6. A printing apparatus, comprising:

a thermal head pivot member having first and second ends and which rotates about a fixed pivot point located intermediate the first and second ends;

a thermal head attached at the first end of the pivot member and a platen roller positioned adjacent the thermal head;

another pivot member having one end rotatable about said fixed pivot point and at its opposite end having one end of a spring attached, the other end of the spring attaching to the second end of the thermal head pivot member; and

a three position cam means for abuting against said another pivot member so as to position it in three angular positions, a first of the angular positions corresponding to the thermal head being spaced from the platen roller, a third of the angular positions corresponding to the thermal head being in contact with the platen roller with a first pressure, and a second of the angular positions corresponding to the thermal head being in contact with the platen roller with a second pressure greater than the first pressure.

7. A printing apparatus according to claim 6 wherein said another pivot member fixed pivot point and the fixed pivot point of the thermal head pivot member are the same pivot point.

8. A printing apparatus according to claim 6 wherein the cam means is positioned between said another pivot member and the thermal head pivot member.

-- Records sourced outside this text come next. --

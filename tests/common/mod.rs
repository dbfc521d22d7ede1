#![allow(dead_code)]

use std::fs;
use std::path::{Path, PathBuf};

/// A blank 24-bit BMP of the given size.
pub fn bmp_bytes(width: u32, height: u32) -> Vec<u8> {
    let row_stride = (width * 3).div_ceil(4) * 4;
    let pixel_array_size = row_stride * height;
    let file_size = 54 + pixel_array_size;

    let mut bytes = Vec::with_capacity(file_size as usize);
    bytes.extend_from_slice(b"BM");
    bytes.extend_from_slice(&file_size.to_le_bytes());
    bytes.extend_from_slice(&[0, 0, 0, 0]);
    bytes.extend_from_slice(&54u32.to_le_bytes());

    bytes.extend_from_slice(&40u32.to_le_bytes());
    bytes.extend_from_slice(&(width as i32).to_le_bytes());
    bytes.extend_from_slice(&(height as i32).to_le_bytes());
    bytes.extend_from_slice(&1u16.to_le_bytes());
    bytes.extend_from_slice(&24u16.to_le_bytes());
    bytes.extend_from_slice(&0u32.to_le_bytes());
    bytes.extend_from_slice(&pixel_array_size.to_le_bytes());
    bytes.extend_from_slice(&2835u32.to_le_bytes());
    bytes.extend_from_slice(&2835u32.to_le_bytes());
    bytes.extend_from_slice(&0u32.to_le_bytes());
    bytes.extend_from_slice(&0u32.to_le_bytes());

    bytes.resize(file_size as usize, 0);
    bytes
}

pub fn write_bmp(path: &Path, width: u32, height: u32) {
    if let Some(parent) = path.parent() {
        fs::create_dir_all(parent).expect("create parent dir");
    }
    fs::write(path, bmp_bytes(width, height)).expect("write bmp file");
}

/// Creates `<root>/<folder>/<name>` BMP images and returns their paths in order.
pub fn image_folder(root: &Path, folder: &str, names: &[&str]) -> Vec<PathBuf> {
    names
        .iter()
        .map(|name| {
            let path = root.join(folder).join(name);
            write_bmp(&path, 32, 24);
            path
        })
        .collect()
}

pub const CAT_DOG_TAXONOMY: &str = r#"{"0": "Cat", "1": "Dog"}"#;

pub fn write_file(path: &Path, content: &str) -> PathBuf {
    if let Some(parent) = path.parent() {
        fs::create_dir_all(parent).expect("create parent dir");
    }
    fs::write(path, content).expect("write file");
    path.to_path_buf()
}

/// File names directly inside `dir`, sorted. Empty if `dir` is missing.
pub fn file_names(dir: &Path) -> Vec<String> {
    let Ok(entries) = fs::read_dir(dir) else {
        return Vec::new();
    };
    let mut names: Vec<String> = entries
        .map(|entry| {
            entry
                .expect("read dir entry")
                .file_name()
                .to_string_lossy()
                .into_owned()
        })
        .collect();
    names.sort();
    names
}

/// Distinct class ids named in a label file.
pub fn label_classes(path: &Path) -> Vec<u32> {
    let content = fs::read_to_string(path).expect("read label file");
    let mut classes: Vec<u32> = content
        .lines()
        .filter_map(|line| line.split_whitespace().next())
        .map(|token| token.parse().expect("class id"))
        .collect();
    classes.sort_unstable();
    classes.dedup();
    classes
}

9. A thermal printing apparatus, comprising:

a platen roller positioned adjacent to said thermal head means;

spring means for biasing said thermal head means against said platen roller for printing; and

rotatable cam means together with said spring means acting on said thermal head pivot member such that in a first position of the cam means said thermal head means is spaced a given distance from the platen roller, in a third position of the cam means the thermal head means being pressed against the platen roller with a first pressure sufficient to hold the sheet to be printed in position but not great enough to cause a significant compression set on the platen roller when not printing, and in a second position of the cam means the thermal head means being pressed against said platen roller with a second pressure greater than said first pressure, said first pressure being substantially determined be a weight of the thermal head means and with the spring means not being substantially extended; and

another pivot member pivotably attached at a first end to the fixed pivot point and at a second opposite end to one end of the spring means, an opposite end of the spring means attaching at said second end of said thermal head pivot member, and said cam means being positioned to abut against another pivot member so as to pivotably position it in three different angular positions in accordance with the first, second, and third positions of the cam means.